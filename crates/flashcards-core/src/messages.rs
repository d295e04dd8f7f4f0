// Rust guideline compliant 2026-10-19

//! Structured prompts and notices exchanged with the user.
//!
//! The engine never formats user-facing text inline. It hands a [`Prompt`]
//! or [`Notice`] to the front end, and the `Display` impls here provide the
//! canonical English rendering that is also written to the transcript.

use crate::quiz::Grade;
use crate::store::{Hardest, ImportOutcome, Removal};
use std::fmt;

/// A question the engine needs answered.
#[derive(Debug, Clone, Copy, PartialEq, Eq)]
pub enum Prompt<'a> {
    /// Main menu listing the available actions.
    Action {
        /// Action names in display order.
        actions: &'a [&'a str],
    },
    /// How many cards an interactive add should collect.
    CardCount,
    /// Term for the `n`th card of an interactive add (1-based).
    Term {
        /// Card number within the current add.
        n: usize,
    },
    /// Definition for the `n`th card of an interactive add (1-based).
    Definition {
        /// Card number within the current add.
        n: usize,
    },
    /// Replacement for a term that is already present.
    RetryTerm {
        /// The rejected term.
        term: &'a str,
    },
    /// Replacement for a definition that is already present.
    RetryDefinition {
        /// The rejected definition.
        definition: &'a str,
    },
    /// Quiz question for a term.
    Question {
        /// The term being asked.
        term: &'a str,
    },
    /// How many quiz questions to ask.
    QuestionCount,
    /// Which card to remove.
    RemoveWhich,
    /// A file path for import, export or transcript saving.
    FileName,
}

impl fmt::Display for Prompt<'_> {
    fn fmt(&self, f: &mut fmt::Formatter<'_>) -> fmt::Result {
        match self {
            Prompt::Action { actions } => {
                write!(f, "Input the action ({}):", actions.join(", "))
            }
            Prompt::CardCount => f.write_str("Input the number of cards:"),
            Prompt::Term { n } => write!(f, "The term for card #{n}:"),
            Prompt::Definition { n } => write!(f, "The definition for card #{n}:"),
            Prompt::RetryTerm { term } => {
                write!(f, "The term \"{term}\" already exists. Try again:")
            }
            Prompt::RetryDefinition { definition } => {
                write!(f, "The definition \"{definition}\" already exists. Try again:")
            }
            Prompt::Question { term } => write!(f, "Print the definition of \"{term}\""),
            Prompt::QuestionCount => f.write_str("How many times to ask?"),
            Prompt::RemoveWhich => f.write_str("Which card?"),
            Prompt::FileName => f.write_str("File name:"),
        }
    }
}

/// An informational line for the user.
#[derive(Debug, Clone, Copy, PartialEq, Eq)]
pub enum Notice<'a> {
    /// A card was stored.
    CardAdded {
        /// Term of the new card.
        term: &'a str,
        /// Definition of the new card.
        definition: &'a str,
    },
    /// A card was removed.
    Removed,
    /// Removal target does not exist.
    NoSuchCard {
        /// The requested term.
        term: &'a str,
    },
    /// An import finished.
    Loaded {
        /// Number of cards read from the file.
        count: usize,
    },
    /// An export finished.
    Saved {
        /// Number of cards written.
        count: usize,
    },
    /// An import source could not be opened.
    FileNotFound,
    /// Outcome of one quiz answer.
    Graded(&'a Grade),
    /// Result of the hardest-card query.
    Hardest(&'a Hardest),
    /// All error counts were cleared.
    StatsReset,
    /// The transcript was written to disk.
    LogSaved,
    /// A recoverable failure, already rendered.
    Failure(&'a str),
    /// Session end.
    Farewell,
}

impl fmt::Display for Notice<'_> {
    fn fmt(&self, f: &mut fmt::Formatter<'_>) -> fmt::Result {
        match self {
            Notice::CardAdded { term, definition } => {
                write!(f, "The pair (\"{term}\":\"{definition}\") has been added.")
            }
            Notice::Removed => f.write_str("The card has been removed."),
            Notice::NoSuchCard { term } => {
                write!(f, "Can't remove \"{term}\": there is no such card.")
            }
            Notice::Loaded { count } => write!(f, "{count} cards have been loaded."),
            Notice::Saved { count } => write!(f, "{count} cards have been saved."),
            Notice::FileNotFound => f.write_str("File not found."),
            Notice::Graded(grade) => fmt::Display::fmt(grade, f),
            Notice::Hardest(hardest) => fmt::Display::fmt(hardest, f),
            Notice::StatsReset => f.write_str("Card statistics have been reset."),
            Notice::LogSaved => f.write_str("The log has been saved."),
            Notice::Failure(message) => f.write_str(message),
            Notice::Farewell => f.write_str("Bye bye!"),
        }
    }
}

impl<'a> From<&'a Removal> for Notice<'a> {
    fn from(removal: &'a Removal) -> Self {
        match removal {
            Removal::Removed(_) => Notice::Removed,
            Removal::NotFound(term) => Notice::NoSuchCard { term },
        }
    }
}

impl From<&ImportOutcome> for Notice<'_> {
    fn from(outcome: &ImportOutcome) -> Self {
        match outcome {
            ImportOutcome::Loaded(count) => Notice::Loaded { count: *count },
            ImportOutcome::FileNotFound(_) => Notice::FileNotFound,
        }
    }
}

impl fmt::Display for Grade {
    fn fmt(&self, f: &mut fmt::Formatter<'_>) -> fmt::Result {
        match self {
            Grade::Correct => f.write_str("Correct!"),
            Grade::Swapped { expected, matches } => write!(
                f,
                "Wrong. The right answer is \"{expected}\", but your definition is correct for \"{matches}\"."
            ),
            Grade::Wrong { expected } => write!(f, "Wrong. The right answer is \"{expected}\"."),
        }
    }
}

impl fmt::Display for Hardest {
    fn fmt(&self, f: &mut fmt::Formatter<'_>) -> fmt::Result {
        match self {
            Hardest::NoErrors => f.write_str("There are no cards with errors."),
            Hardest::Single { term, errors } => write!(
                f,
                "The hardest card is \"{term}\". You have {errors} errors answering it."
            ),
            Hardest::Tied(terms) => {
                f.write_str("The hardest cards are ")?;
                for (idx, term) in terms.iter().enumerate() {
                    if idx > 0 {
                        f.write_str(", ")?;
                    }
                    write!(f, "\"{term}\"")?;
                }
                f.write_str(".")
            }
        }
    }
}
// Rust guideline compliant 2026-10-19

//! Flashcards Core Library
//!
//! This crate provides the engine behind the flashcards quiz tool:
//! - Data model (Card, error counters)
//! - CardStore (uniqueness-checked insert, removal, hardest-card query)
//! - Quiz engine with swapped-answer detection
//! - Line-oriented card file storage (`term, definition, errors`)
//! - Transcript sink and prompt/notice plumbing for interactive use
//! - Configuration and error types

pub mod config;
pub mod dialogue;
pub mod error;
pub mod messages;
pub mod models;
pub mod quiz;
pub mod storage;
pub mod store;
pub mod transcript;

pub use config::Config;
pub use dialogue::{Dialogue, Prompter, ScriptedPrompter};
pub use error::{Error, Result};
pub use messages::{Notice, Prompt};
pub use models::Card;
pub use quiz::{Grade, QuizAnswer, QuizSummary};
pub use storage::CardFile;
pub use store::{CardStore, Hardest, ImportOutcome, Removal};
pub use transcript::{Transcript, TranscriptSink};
* * *
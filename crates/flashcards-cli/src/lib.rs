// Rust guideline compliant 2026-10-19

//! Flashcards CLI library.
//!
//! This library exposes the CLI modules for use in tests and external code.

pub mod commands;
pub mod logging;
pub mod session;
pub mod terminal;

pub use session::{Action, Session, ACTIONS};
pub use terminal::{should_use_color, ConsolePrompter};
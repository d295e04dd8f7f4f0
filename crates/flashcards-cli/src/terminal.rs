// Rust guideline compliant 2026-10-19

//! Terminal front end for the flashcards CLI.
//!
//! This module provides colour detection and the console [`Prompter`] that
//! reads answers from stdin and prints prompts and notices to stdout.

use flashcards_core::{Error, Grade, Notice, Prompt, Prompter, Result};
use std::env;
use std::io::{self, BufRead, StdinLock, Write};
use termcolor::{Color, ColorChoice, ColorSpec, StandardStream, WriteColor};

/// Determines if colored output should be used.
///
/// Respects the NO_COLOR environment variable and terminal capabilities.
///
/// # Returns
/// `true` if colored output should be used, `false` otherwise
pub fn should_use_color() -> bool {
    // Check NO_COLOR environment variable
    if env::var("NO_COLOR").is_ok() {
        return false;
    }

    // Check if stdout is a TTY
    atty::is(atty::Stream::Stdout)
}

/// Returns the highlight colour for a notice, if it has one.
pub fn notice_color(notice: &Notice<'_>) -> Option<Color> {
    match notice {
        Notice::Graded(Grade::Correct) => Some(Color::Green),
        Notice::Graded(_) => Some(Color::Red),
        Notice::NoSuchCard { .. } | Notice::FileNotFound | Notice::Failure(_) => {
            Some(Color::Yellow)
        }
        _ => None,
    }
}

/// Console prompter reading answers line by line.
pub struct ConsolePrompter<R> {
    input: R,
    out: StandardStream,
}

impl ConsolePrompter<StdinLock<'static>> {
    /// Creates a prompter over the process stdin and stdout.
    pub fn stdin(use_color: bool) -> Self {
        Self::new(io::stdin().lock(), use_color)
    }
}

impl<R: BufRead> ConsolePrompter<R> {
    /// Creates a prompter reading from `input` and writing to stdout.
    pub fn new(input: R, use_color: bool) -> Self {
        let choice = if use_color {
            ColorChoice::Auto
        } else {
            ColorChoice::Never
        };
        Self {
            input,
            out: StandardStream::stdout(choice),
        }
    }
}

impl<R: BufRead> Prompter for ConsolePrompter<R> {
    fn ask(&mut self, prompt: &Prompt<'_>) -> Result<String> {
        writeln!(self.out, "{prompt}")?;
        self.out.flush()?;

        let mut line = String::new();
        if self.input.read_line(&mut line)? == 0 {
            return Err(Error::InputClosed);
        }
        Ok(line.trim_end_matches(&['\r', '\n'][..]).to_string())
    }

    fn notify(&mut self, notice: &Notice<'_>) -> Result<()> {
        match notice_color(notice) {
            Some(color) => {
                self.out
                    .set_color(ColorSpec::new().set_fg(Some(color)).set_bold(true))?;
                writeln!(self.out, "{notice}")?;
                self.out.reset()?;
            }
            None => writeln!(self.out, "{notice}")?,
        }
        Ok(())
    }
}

● What the task asks: Say how many lines of the material contain the word "again". Add nothing to the number.

● Output of the task: 2